Lattice Boltzmann Model for Numerical Relativity

TL;DR

This paper introduces a lattice Boltzmann model for numerical relativity based on the Bona-Masso formulation, demonstrating its stability, accuracy, and parallel scalability in simulating Einstein's equations.

Contribution

It is the first to apply lattice kinetic theory to gravitational problems, offering a new computational approach for numerical relativity.

Findings

Model shows good agreement with analytical solutions.

Increasing relaxation time enhances stability but reduces accuracy.

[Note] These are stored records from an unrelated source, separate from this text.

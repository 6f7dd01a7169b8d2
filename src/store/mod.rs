//! Backing key-value stores for cached responses.
//!
//! The cache talks to its store through [`CacheStore`]: a byte-oriented `get`
//! and an expiring `set_ex`, nothing more. Connection health travels on a
//! separate channel of [`StoreEvent`]s so that the availability tracker can
//! follow it without ever issuing a command itself.
//!
//! Two implementations ship with the crate:
//!
//! - [`MemoryStore`] — in-process, backed by a concurrent map.
//! - [`RedisStore`] — Redis through an auto-reconnecting connection manager
//!   (cargo feature `redis`).

use std::{future::Future, pin::Pin, time::Duration};

use bytes::Bytes;
use thiserror::Error;
use tokio::sync::mpsc;

mod memory;
#[cfg(feature = "redis")]
mod redis_store;

pub use memory::MemoryStore;
#[cfg(feature = "redis")]
pub use redis_store::{RedisSettings, RedisStore};

/// Boxed future returned by [`CacheStore`] operations.
pub type StoreFuture<'a, T> = Pin<Box<dyn Future<Output = Result<T, StoreError>> + Send + 'a>>;

/// Sending half of a store's lifecycle channel.
pub type EventSender = mpsc::UnboundedSender<StoreEvent>;

/// Receiving half of a store's lifecycle channel.
pub type EventReceiver = mpsc::UnboundedReceiver<StoreEvent>;

/// Creates a lifecycle channel pairing a store with an availability listener.
pub fn event_channel() -> (EventSender, EventReceiver) {
    mpsc::unbounded_channel()
}

/// Errors raised by a backing store.
#[derive(Debug, Error)]
pub enum StoreError {
    #[error("store connection lost: {0}")]
    Disconnected(String),

    #[error("store command failed: {0}")]
    Command(String),

    #[cfg(feature = "redis")]
    #[error("redis error: {0}")]
    Redis(#[from] redis::RedisError),
}

/// Connection lifecycle notifications emitted by a store client.
#[derive(Debug)]
pub enum StoreEvent {
    /// The client (re)established its connection.
    Connected,
    /// The connection closed.
    Disconnected,
    /// The connection failed; the store should be treated as unreachable.
    Error(StoreError),
}

/// A byte-oriented key-value store with per-key expiry.
///
/// Implementations must serialize or multiplex concurrent operations
/// themselves; the cache shares one handle across every request without
/// locking.
pub trait CacheStore: Send + Sync {
    /// Fetches the value stored under `key`, or `None` when absent or expired.
    fn get<'a>(&'a self, key: &'a str) -> StoreFuture<'a, Option<Bytes>>;

    /// Stores `value` under `key`, expiring after `ttl` (whole seconds).
    fn set_ex<'a>(&'a self, key: &'a str, ttl: Duration, value: Bytes) -> StoreFuture<'a, ()>;
}
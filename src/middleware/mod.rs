//! Middleware pipeline — composable before/after request handler logic.
//!
//! A [`Pipeline`] is an ordered stack of middleware in front of one terminal
//! endpoint. Each middleware receives the request [`Context`] and a [`Next`]
//! cursor; it may answer on its own (the response cache does this on a hit)
//! or call [`Next::run`] to continue and then inspect or rewrite the
//! downstream [`Response`] (the cache does this to capture what it stores).

use std::{future::Future, pin::Pin, sync::Arc};

use crate::{Request, Response, context::Context};

/// A boxed, `Send` future resolving to a [`Response`].
pub type ResponseFuture = Pin<Box<dyn Future<Output = Response> + Send>>;

/// A type-erased, reference-counted middleware function.
pub type MiddlewareHandler = Arc<dyn Fn(Context, Next) -> ResponseFuture + Send + Sync + 'static>;

/// The terminal handler a pipeline ends in.
pub type Endpoint = Arc<dyn Fn(Context) -> ResponseFuture + Send + Sync + 'static>;

/// Conversion trait for async endpoint functions.
///
/// Any `Fn(Context) -> impl Future<Output = Response> + Send` that is also
/// `Send + Sync + 'static` implements this automatically.
pub trait IntoEndpoint: Send + Sync + 'static {
    fn call(&self, ctx: Context) -> ResponseFuture;
}

impl<T, F> IntoEndpoint for T
where
    T: Fn(Context) -> F + Send + Sync + 'static,
    F: Future<Output = Response> + Send + 'static,
{
    fn call(&self, ctx: Context) -> ResponseFuture {
        Box::pin((self)(ctx))
    }
}

/// Converts a [`Middleware`] into a [`MiddlewareHandler`].
pub fn from_middleware<M>(middleware: Arc<M>) -> MiddlewareHandler
where
    M: Middleware + 'static,
{
    Arc::new(move |ctx: Context, next: Next| middleware.handle(ctx, next))
}

/// A cursor into the remaining middleware chain for a single request.
///
/// `Next` is consumed by [`run`](Self::run), so a middleware can continue the
/// pipeline at most once.
pub struct Next {
    middlewares: Arc<[MiddlewareHandler]>,
    endpoint: Endpoint,
    // Which middleware the next `run` call invokes.
    index: usize,
}

impl Next {
    /// Creates a cursor positioned at the start of `middlewares`.
    pub fn new(middlewares: Arc<[MiddlewareHandler]>, endpoint: Endpoint) -> Self {
        Self {
            middlewares,
            endpoint,
            index: 0,
        }
    }

    /// Invokes the next middleware, or the endpoint once the stack is exhausted.
    pub async fn run(mut self, ctx: Context) -> Response {
        match self.middlewares.get(self.index).cloned() {
            Some(handler) => {
                self.index += 1;
                handler(ctx, self).await
            }
            None => (self.endpoint)(ctx).await,
        }
    }
}

/// The core trait for all middleware.
///
/// Implementors may pass through (`next.run(ctx).await`), short-circuit by
/// returning a response without calling `next`, or decorate the response
/// returned by `next`.
///
/// Implementations must be `Send + Sync` because a pipeline is shared across
/// Tokio tasks, and must not hold `&mut` borrows of shared state across an
/// `.await`.
pub trait Middleware: Send + Sync {
    fn handle(&self, ctx: Context, next: Next) -> ResponseFuture;
}

/// An ordered middleware stack in front of a terminal endpoint.
///
/// Cloning a pipeline is cheap; the server clones it into every connection task.
///
/// # Examples
///
/// ```rust,no_run
/// use rttp_cache::middleware::Pipeline;
/// use rttp_cache::{Response, StatusCode, context::Context};
///
/// # async fn demo(request: rttp_cache::Request) {
/// let pipeline = Pipeline::new(|_ctx: Context| async { Response::new(StatusCode::Ok).body("hi") });
/// let response = pipeline.handle(request).await;
/// assert_eq!(response.status(), StatusCode::Ok);
/// # }
/// ```
#[derive(Clone)]
pub struct Pipeline {
    middlewares: Arc<[MiddlewareHandler]>,
    endpoint: Endpoint,
}

impl Pipeline {
    /// Creates a pipeline with no middleware in front of `endpoint`.
    pub fn new(endpoint: impl IntoEndpoint) -> Self {
        let endpoint: Endpoint = Arc::new(move |ctx| endpoint.call(ctx));
        Self {
            middlewares: Arc::from(Vec::new()),
            endpoint,
        }
    }

    /// Appends a middleware. Middleware run in the order they were added.
    #[must_use]
    pub fn layer<M>(self, middleware: M) -> Self
    where
        M: Middleware + 'static,
    {
        let mut middlewares = self.middlewares.to_vec();
        middlewares.push(from_middleware(Arc::new(middleware)));
        Self {
            middlewares: Arc::from(middlewares),
            endpoint: self.endpoint,
        }
    }

    pub fn len(&self) -> usize {
        self.middlewares.len()
    }

    pub fn is_empty(&self) -> bool {
        self.middlewares.is_empty()
    }

    /// Runs one request through the whole pipeline.
    pub async fn handle(&self, request: Request) -> Response {
        let next = Next::new(Arc::clone(&self.middlewares), Arc::clone(&self.endpoint));
        next.run(Context::new(request)).await
    }
}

Parallel scaling law demonstrates efficient computation.

Abstract

In the Bona-Masso formulation, Einstein equations are written as a set of flux conservative first order hyperbolic equations that resemble fluid dynamics equations. Based on this formulation, we construct a lattice Boltzmann model for Numerical Relativity. Our model is validated with well-established tests, showing good agreement with analytical solutions. Furthermore, we show that by increasing the relaxation time, we gain stability at the cost of losing accuracy, and by decreasing the lattice spacings while keeping a constant numerical diffusivity, the accuracy and stability of our simulations improves. Finally, in order to show the potential of our approach a linear scaling law for parallelisation with respect to number of CPU cores is demonstrated. Our model represents the first step in using lattice kinetic theory to solve gravitational problems.